Task instructions: Look below for the line containing "line, transition the" and the line containing "use codescan_protocol::idempotency::deadletter_key;"; repeat exactly those two lines and all lines between them, and nothing else.
═════ Material for this task
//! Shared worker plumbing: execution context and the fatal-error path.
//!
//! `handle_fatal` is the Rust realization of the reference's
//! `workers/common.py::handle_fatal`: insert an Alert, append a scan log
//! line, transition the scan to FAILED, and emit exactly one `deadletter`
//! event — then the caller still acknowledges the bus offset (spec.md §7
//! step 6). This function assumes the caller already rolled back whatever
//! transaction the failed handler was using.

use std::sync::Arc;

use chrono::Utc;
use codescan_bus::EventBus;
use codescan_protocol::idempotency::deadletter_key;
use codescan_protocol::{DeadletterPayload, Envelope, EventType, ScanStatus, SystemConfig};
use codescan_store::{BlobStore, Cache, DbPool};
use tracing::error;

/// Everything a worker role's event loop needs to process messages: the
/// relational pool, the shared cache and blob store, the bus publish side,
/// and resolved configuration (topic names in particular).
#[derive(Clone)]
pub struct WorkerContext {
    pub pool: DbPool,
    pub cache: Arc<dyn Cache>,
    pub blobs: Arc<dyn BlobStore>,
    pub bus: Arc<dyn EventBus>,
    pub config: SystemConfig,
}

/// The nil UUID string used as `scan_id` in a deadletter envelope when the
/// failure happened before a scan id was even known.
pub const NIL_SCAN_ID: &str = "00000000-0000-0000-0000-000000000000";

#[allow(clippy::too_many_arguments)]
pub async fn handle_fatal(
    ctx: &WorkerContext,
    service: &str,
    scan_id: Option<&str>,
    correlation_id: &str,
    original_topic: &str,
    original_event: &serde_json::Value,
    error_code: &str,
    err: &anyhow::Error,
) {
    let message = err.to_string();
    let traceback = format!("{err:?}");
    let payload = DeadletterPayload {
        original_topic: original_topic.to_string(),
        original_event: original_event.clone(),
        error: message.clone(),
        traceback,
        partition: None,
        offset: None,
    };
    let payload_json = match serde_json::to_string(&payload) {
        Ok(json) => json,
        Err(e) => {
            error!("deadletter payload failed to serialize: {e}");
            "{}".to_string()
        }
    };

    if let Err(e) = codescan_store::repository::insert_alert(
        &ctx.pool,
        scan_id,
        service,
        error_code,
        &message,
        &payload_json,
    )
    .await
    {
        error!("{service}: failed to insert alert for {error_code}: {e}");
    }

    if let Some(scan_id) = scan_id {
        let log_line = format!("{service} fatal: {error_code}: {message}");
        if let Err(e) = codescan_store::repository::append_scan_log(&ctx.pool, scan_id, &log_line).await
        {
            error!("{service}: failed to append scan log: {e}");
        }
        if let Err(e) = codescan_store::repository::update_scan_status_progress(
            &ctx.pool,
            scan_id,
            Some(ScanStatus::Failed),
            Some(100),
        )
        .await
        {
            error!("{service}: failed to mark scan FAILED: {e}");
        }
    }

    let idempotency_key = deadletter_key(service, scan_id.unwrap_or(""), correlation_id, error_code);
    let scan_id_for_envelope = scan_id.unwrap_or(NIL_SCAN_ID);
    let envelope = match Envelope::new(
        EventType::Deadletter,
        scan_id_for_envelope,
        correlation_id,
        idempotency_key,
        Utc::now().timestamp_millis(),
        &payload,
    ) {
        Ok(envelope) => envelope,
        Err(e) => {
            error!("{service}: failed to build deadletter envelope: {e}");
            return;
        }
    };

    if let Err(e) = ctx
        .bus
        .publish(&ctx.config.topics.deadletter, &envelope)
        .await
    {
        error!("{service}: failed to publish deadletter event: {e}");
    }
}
══════════
Answer space:
//! line, transition the scan to FAILED, and emit exactly one `deadletter`
//! event — then the caller still acknowledges the bus offset (spec.md §7
//! step 6). This function assumes the caller already rolled back whatever
//! transaction the failed handler was using.

use std::sync::Arc;

use chrono::Utc;
use codescan_bus::EventBus;
use codescan_protocol::idempotency::deadletter_key;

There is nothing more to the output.